Figure 1: Flow chart of studies selection in this meta-analysis.
Meta-analysis results
Table 2 and Table 3 shows the 8q24 (rs13281615 and rs6983267) polymorphisms genotype distribution and allele frequencies in in case group and control group. Main results of our study were shown in Table 4. A total of 21 studies with 52,683 cases and 64,672 controls were included. As shown in Table 4, The pooled results indicated that the correlation between 8q24 rs13281615 polymorphism and the occurrence of BC was significant in any genetic model: Allele model (OR = 1.10, 95% CI = 1.07-1.13, P < 0.00001), dominant model (OR = 1.13, 95% CI = 1.08-1.18, P < 0.00001) recessive model (OR = 1.13, 95% CI = 1.08-1.18, P < 0.00001) homozygous genetic model (OR = 1.20, 95% CI = 1.13-1.27, P < 0.00001) heterozygote comparison (OR = 1.09, 95% CI = 1.06-1.12, P < 0.00001).

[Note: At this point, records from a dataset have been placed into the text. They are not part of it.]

use std::sync::Arc;

use async_trait::async_trait;
use tsumugi_core::{
    AppConfig, GenerationBackend, GenerationParams, GenerationResult, InboundMessage,
    MessageLookup, PromptConfig, Responder, TsumugiError,
};
use tsumugi_inference::GeminiClient;

use crate::builder::PromptBuilder;
use crate::context::ContextCollector;

/// Collects context, builds the prompt, calls the model and validates the reply.
///
/// Whether a backend exists is decided once in the constructor. Without one
/// the service stays non-operational for the life of the process and every
/// call returns an empty string.
pub struct ResponseService {
    backend: Option<Arc<dyn GenerationBackend>>,
    collector: ContextCollector,
    prompt: PromptConfig,
    params: GenerationParams,
}

impl ResponseService {
    pub fn new(
        backend: Option<Arc<dyn GenerationBackend>>,
        lookup: Arc<dyn MessageLookup>,
        prompt: PromptConfig,
        params: GenerationParams,
    ) -> Self {
        Self {
            backend,
            collector: ContextCollector::new(lookup),
            prompt,
            params,
        }
    }

    /// Builds the Gemini client from configuration. Missing credentials or a
    /// client that fails to build leave the service non-operational.
    pub fn from_config(config: &AppConfig, lookup: Arc<dyn MessageLookup>) -> Self {
        let backend: Option<Arc<dyn GenerationBackend>> = match GeminiClient::new(&config.gemini) {
            Ok(client) => {
                tracing::info!(
                    model = client.model_id(),
                    "Gemini client initialized. Bot responses enabled."
                );
                Some(Arc::new(client) as Arc<dyn GenerationBackend>)
            }
            Err(TsumugiError::ConfigurationMissing(what)) => {
                tracing::warn!(
                    "Gemini settings ({what}) are missing or incomplete. Bot responses will be disabled."
                );
                None
            }
            Err(e) => {
                tracing::error!(
                    model = config.gemini.model_id.as_deref().unwrap_or_default(),
                    "Failed to initialize Gemini client: {e}. Bot responses will be disabled."
                );
                None
            }
        };
        Self::new(backend, lookup, config.prompt.clone(), config.generation)
    }

    pub fn is_operational(&self) -> bool {
        self.backend.is_some()
    }
}

#[async_trait]
impl Responder for ResponseService {
    async fn get_response(&self, target: &InboundMessage) -> String {
        let Some(backend) = &self.backend else {
            tracing::warn!(
                "Bot response skipped: generation backend is not operational (check configuration and startup logs)"
            );
            return String::new();
        };

        let context = self
            .collector
            .collect(target, self.prompt.max_context_messages)
            .await;
        let prompt = PromptBuilder::build(target, &context, &self.prompt);
        tracing::debug!(message_id = target.id, context = context.len(), %prompt, "Built prompt");

        match backend.generate(&prompt, &self.params).await {
            GenerationResult::Text(text) => {
                // backends are expected to trim, but a stray blank must never reach the channel
                let text = text.trim();
                if text.is_empty() {
                    tracing::warn!(model = backend.model_id(), "Backend returned blank text");
                    return String::new();
                }
                tracing::debug!(model = backend.model_id(), response = text, "Received response");
                text.to_string()
            }
            GenerationResult::Empty => {
                tracing::warn!(
                    model = backend.model_id(),
                    message_id = target.id,
                    "Backend returned no usable content"
                );
                String::new()
            }
            GenerationResult::Failure(reason) => {
                tracing::error!(
                    model = backend.model_id(),
                    message_id = target.id,
                    "Generation failed: {reason}"
                );
                String::new()
            }
        }
    }
}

The subgroup study stratified by ethnicity showed an increased BC risk in Asians (Allele model: OR = 1.08, 95% CI = 1.03-1.14, P = 0.001; dominant model: OR = 1.11, 95% CI = 1.03-1.21, P = 0.009; recessive model: OR = 1.11, 95% CI = 1.03-1.20, P = 0.008; homozygous genetic model: OR = 1.17, 95% CI = 1.07-1.29, P = 0.001; heterozygote comparison: OR = 1.08, 95% CI = 1.00-1.18, P = 0.06) and Caucasians (Allele model: OR = 1.11, 95% CI = 1.06-1.16, P < 0.00001; dominant model: OR = 1.14, 95% CI = 1.07-1.21, P < 0.0001; recessive model: OR = 1.15, 95% CI = 1.08-1.22, P < 0.00001; homozygous genetic model: OR = 1.22, 95% CI = 1.12-1.32, P < 0.00001; heterozygote comparison: OR = 1.11, 95% CI = 1.05-1.17, P = 0.0005). While, there was not any genetic model attained statistical correlation in Africans. There was no association in any genetic model in rs6983267 (Table 4).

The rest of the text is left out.